Für einen Konzertbesuch in Genf kauft eine junge Frau ein Sparbillett der SBB. Am Tag vor der Abreise fällt ein Corona-Selbsttest positiv aus, was tags darauf ein PCR-Test bestätigt. Die Frau muss gemäss Vorschriften des Bundes in Isolation. Der Konzertbesuch ist gestrichen. Sie beantragt bei der SBB, ihr das Ticket zu erstatten.
Die Antwort des SBB-Kundendienstes ist abschlägig: «Damit wir Ihnen das Sparbillett aufgrund einer Covid Erkrankung erstatten können, senden Sie uns ein Arztzeugnis, welches Ihre Reiseunfähigkeit am Reisetag bestätigt.» Und zum eingesandten Testresultat heisst es: «Ein positives Testergebnis, oder eine Isolations- Quarantäneanordnung können wir nicht berücksichtigen.»
Kundin: «Total sinnlose Vorschrift.»
Die junge Frau fasst es nicht: «Das ist für mich total sinnlos. Man darf in der Isolation ja das Haus nicht verlassen.» Und falls man beispielsweise für einen dringenden Arztbesuch trotzdem raus müsse, solle man den öffentlichen Verkehr vermeiden, schreibt das Bundesamt für Gesundheit auf seiner Homepage.
Für die SBB-Kundin sind diese Vorschriften des Bundes gleichbedeutend mit einer Reiseunfähigkeit. Weshalb also soll sie sich diese noch extra ärztlich bestätigen lassen? «Da die SBB ja dem Bund gehört, ist dies für mich schlicht inakzeptabel», meint sie, «ich verstehe nicht, wie ich da noch hätte auf Reisen gehen sollen.»
Für Tarife und Erstattungsregeln im öffentlichen Verkehr zuständig ist die Branchenorganisation Alliance Swisspass . Mediensprecher Thomas Ammann erklärt die Vorschrift, weshalb für die Erstattung ein positiver PCR-Test oder eine Isolationsanordnung nicht reichen: «Dies entspricht den Tarifbestimmungen der Alliance Swisspass. Gemäss diesen ist es nur möglich ein Sparbillett zu erstatten, wenn eine ärztlich bestätigte Reiseunfähigkeit besteht.»

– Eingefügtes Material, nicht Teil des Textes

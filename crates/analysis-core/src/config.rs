use serde::{Deserialize, Serialize};

/// Points needed before a Buy or Sell recommendation is issued. With the
/// technical verdict worth 2 and pressure and sentiment worth 1 each, this
/// requires at least two independent signals to agree.
pub const QUORUM_POINTS: u32 = 3;
pub const TECHNICAL_POINTS: u32 = 2;
pub const PRESSURE_POINTS: u32 = 1;
pub const SENTIMENT_POINTS: u32 = 1;

/// Windows and thresholds for the indicator library and the resolver
#[derive(Debug, Clone, Serialize, Deserialize)]
pub struct IndicatorConfig {
    pub short_ma_window: usize,
    pub long_ma_window: usize,
    pub bollinger_window: usize,
    pub bollinger_num_std: f64,
    pub macd_fast_span: usize,
    pub macd_slow_span: usize,
    pub macd_signal_span: usize,
    pub rsi_window: usize,
    pub rsi_oversold: f64,
    pub rsi_overbought: f64,
    /// Below this many valid bars the resolver returns Neutral without voting.
    pub min_bars: usize,
}

impl Default for IndicatorConfig {
    fn default() -> Self {
        Self {
            short_ma_window: 5,
            long_ma_window: 20,
            bollinger_window: 20,
            bollinger_num_std: 2.0,
            macd_fast_span: 12,
            macd_slow_span: 26,
            macd_signal_span: 9,
            rsi_window: 14,
            rsi_oversold: 30.0,
            rsi_overbought: 70.0,
            min_bars: 20,
        }
    }
}

/// Fusion thresholds
#[derive(Debug, Clone, Serialize, Deserialize)]
pub struct DecisionConfig {
    /// Sentiment must exceed +threshold (or fall below -threshold) to score.
    pub sentiment_threshold: f64,
    /// Net pressure must exceed +deadband (or fall below -deadband) to score.
    /// Zero gives the strict sign test.
    pub pressure_deadband: f64,
}

impl Default for DecisionConfig {
    fn default() -> Self {
        Self {
            sentiment_threshold: 0.05,
            pressure_deadband: 0.0,
        }
    }
}

/// Full engine configuration
#[derive(Debug, Clone, Serialize, Deserialize)]
pub struct EngineConfig {
    pub indicators: IndicatorConfig,
    pub decision: DecisionConfig,
    /// News older than this many days carries zero weight.
    pub sentiment_decay_days: f64,
}

impl Default for EngineConfig {
    fn default() -> Self {
        Self {
            indicators: IndicatorConfig::default(),
            decision: DecisionConfig::default(),
            sentiment_decay_days: 30.0,
        }
    }
}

ÖV-Betriebe waren bis vor kurzem kulanter
Streng nach Paragraf mag dies stimmen. Aber bis Mitte Februar erhielten ÖV-Kundinnen und Kunden mit positivem Covid-Test Sparbillette erstattet. Als der Bundesrat per 16. Februar fast alle Covid-Massnahmen aufhob, habe dies auch das Ende dieser Kulanzlösung bedeutet, erläutert Thomas Ammann. Aber: Gerade die Isolationspflicht wurde ja vom Bundesrat nicht aufgehoben. Der Alliance-Swisspass-Sprecher gibt zu: «Das war sicher nicht die kundenfreundlichste und beste Entscheidung, die wir in den letzten Monaten getroffen haben.» Es wäre zielführender gewesen, die Erstattung der Sparbillette laufen zu lassen, bis auch die Isolationspflicht aufgehoben wird. Das wäre diesen Freitag der Fall gewesen.
Interessant ist, was Thomas Ammann weiter anmerkt: «Es gibt immer die Möglichkeit, im konkreten Fall kulant zu sein. Das Schalterpersonal hat die Kompetenz diese Fahrausweise im Einzelfall trotzdem zu erstatten.» Im Klartext: Der SBB-Kundendienst hätte der jungen Frau ihr Sparbillett problemlos und unbürokratisch zurückzahlen können. Eine Frage des Fingerspitzengefühls.